Parrebbe di sì: non siamo ai livelli di Bolzano e Trento (province autonome) ma in compenso siamo la provincia italiana con la minore percentuale di giovani “neet” under 30.
Bertin (Confcommercio Veneto e Padova): “Qui c’è una gioventù che non sprofonda sul divano ma si dà da fare”
La domanda è sempre la stessa: ma il nostro è un Paese per giovani? E, soprattutto, la provincia di Padova è un territorio per chi ha tra i 18 e i 35 anni?
Ha provato a dare una risposta Il Sole 24 Ore, il quotidiano economico che al “Festival dell’Economia” di Trento ha proposto tutta una serie di questioni, non ultima quella della condizione giovanile nell’Italia del 2026.
Una prima valutazione conferma quello che un po’ tutti sanno, ovvero che c’è una sostanziale spaccatura tra il Nord ed il Sud: bene il Settentrione che nella classifica stilata dal giornale diretto da Fabio Tamburini, occupa tutte le prime venti posizioni, male il Meridione che vede ben 11 province in coda alla classifica ma se poi si escludono Frosinone e Latina (che fanno parte del Centro e che occupano la dodicesima e tredicesima posizione partendo dal fondo) ce ne sono altre 11 fino a Catanzaro che è 84^.
Diciamo subito che Padova non fa parte delle 20. E’ infatti al 33° posto dopo, per quanto riguarda il Veneto, di Verona (16^) e di Belluno (31^), ma prima di tutte le altre (Rovigo è 51^, Vicenza 55^,Venezia 63^ e Treviso 75^).
Resta comunque una buona classifica che, calcisticamente parlando, non ci manderebbe ai “play off”, ma nemmeno ci farebbe soffrire come invece sono costrette a fare le province dall’80^ posizione in giù che registrano diversi “primati” (in negativo) tra i 20 indicatori che hanno costituito il fulcro dell’indagine sulla qualità della vita per le generazioni più giovani.
Assodato che il primo e il secondo posto della classifica generale sono appannaggio di Bolzano e Trento (guarda caso, province autonome) e che terzo e quarto posto sono occupati da Gorizia e Trieste (province di regione autonoma), vediamo chi sono le province che si aggiudicano i 20 indicatori.
La minore disoccupazione giovanile vede primeggiare Bergamo; il livello di istruzione migliore è a Trento; gli amministratori comunali under 40 sono a Prato; i servizi che si raggiungono entro i famosi 15 minuti si trovano a Milano; c’è minore percezione di insicurezza a Enna mentre i contratti a tempo indeterminato fioccano a Vicenza.
Bologna ha il maggior numero di laureati; Ferrara ha il primato degli impianti sportivi; a Nuoro si può contare sugli amici mentre a Isernia non ci sono (non proprio del tutto, ma quasi) incidenti stradali notturni che vedano giovani vittime.
Ci si sposa di più a Bolzano; ci si industria nell’organizzare spettacoli e locali a Cagliari; ci si impegna nel no profit a Brescia, si è contenti del proprio lavoro ad Agrigento; si paga poco di affitto a Trapani; le giovani donne hanno il primo figlio a 31,3 anni a Siracusa; si va a concerti a La Spezia e si resta nel proprio territorio a Pavia.
C’è poi il dato, forse sorprendente o forse no, di Vibo Valentia che è la provincia a più alto tasso di imprenditoria giovanile.

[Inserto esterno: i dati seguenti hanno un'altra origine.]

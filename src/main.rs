//! pong-front binary: list, record and delete games against the backend API.

use std::sync::Arc;

use anyhow::{Context, bail};
use clap::{Parser, Subcommand};
use tracing_subscriber::{layer::SubscriberExt, util::SubscriberInitExt};

use pong_front::{
    api::HttpGameApi,
    config::AppConfig,
    controller::{DeleteOutcome, GameListController},
    dto::game::{Game, GameId, NewGame, Score},
    state::PlayerRecord,
};

#[derive(Debug, Parser)]
#[command(name = "pong-front", version, about = "Keep track of recorded ping-pong games")]
struct Cli {
    /// Backend base URL; overrides the config file and `PONG_API_BASE_URL`.
    #[arg(long, global = true)]
    base_url: Option<String>,
    #[command(subcommand)]
    command: Command,
}

#[derive(Debug, Subcommand)]
enum Command {
    /// Show every recorded game.
    List,
    /// Record a new game.
    Add {
        #[arg(long)]
        player_a: String,
        #[arg(long)]
        player_b: String,
        #[arg(long)]
        score_a: Score,
        #[arg(long)]
        score_b: Score,
    },
    /// Delete a recorded game by identifier.
    Delete { id: GameId },
    /// Summarize wins, draws and losses per player.
    Standings,
}

#[tokio::main(flavor = "current_thread")]
async fn main() -> anyhow::Result<()> {
    init_tracing();

    let cli = Cli::parse();
    let mut config = AppConfig::load();
    if let Some(base_url) = cli.base_url {
        config = config.with_base_url(base_url);
    }

    let api = HttpGameApi::new(config.api()).context("building game API client")?;
    let controller = GameListController::new(Arc::new(api));

    let outcome = run(&controller, cli.command).await;
    controller.shutdown();
    outcome
}

async fn run(controller: &GameListController, command: Command) -> anyhow::Result<()> {
    match command {
        Command::List => {
            controller.load().await.context("loading games")?;
            print_games(&controller.games().await);
        }
        Command::Add {
            player_a,
            player_b,
            score_a,
            score_b,
        } => {
            let new_game = NewGame::new(player_a, player_b, score_a, score_b).recorded_now();
            let game = controller
                .add_game(new_game)
                .await
                .context("adding game")?;
            println!("added {game}");
        }
        Command::Delete { id } => {
            controller.load().await.context("loading games")?;
            let Some(game) = controller.find(&id).await else {
                bail!("game `{id}` is not listed");
            };
            match controller
                .delete_game(&game)
                .await
                .context("deleting game")?
            {
                DeleteOutcome::Removed(game) => println!("deleted {game}"),
                DeleteOutcome::NotPresent => println!("deleted game {id}"),
            }
        }
        Command::Standings => {
            controller.load().await.context("loading games")?;
            print_standings(&controller.standings().await);
        }
    }

    Ok(())
}

fn print_games(games: &[Game]) {
    if games.is_empty() {
        println!("no games recorded");
        return;
    }
    for game in games {
        println!("{game}");
    }
}

fn print_standings(records: &[PlayerRecord]) {
    if records.is_empty() {
        println!("no decided games");
        return;
    }
    for record in records {
        println!(
            "{}: {}W {}D {}L ({} played)",
            record.player, record.wins, record.draws, record.losses, record.played
        );
    }
}

/// Configure tracing so logs go to stderr and stdout stays for results.
fn init_tracing() {
    let env_filter =
        tracing_subscriber::EnvFilter::try_from_default_env().unwrap_or_else(|_| "info".into());
    tracing_subscriber::registry()
        .with(env_filter)
        .with(tracing_subscriber::fmt::layer().with_writer(std::io::stderr))
        .init();
}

Non è detto, ma il dato potrebbe scaturire dal fatto che, mancando le occasioni, ci si dà da fare e, in attesa di qualcosa di meglio, si apre la partita Iva.
E Padova? A parte il fatto che le imprese under 35 nel padovano sono circa il 6% delle 67.842 imprese del terziario di mercato (dato al 31 marzo scorso), va detto che c’è anche Padova tra i primatisti dei 20 indicatori ed è la provincia prima in Italia per i pochi giovani che non studiano nè lavorano.
“Devo dire che fa particolarmente piacere sapere che questa non è una provincia di NEET – commenta Patrizio Bertin, presidente di Confcommercio Veneto e Padova – innanzitutto perchè dà l’immagine di una gioventù che non sprofonda sul divano ma che, invece, o studia per raggiungere un obiettivo o si occupa da qualche parte, ma anche perchè fa giustizia di tanti luoghi comuni che vanno dalla movida incontrollata, o allo scarso impegno“.
“D’altra parte – continua il presidente – se facciamo fatica ad occupare i posti che pur ci sarebbero nel terziario di mercato, è perchè non dico che siamo alla totale occupazione ma poco ci manca. Se poi consideriamo che subito dietro Padova, in questa classifica, c’è Vicenza, significa che i ragazzi veneti meritano forse più di quella considerazione che noi più avanti con gli anni, siamo restii a riconoscere”.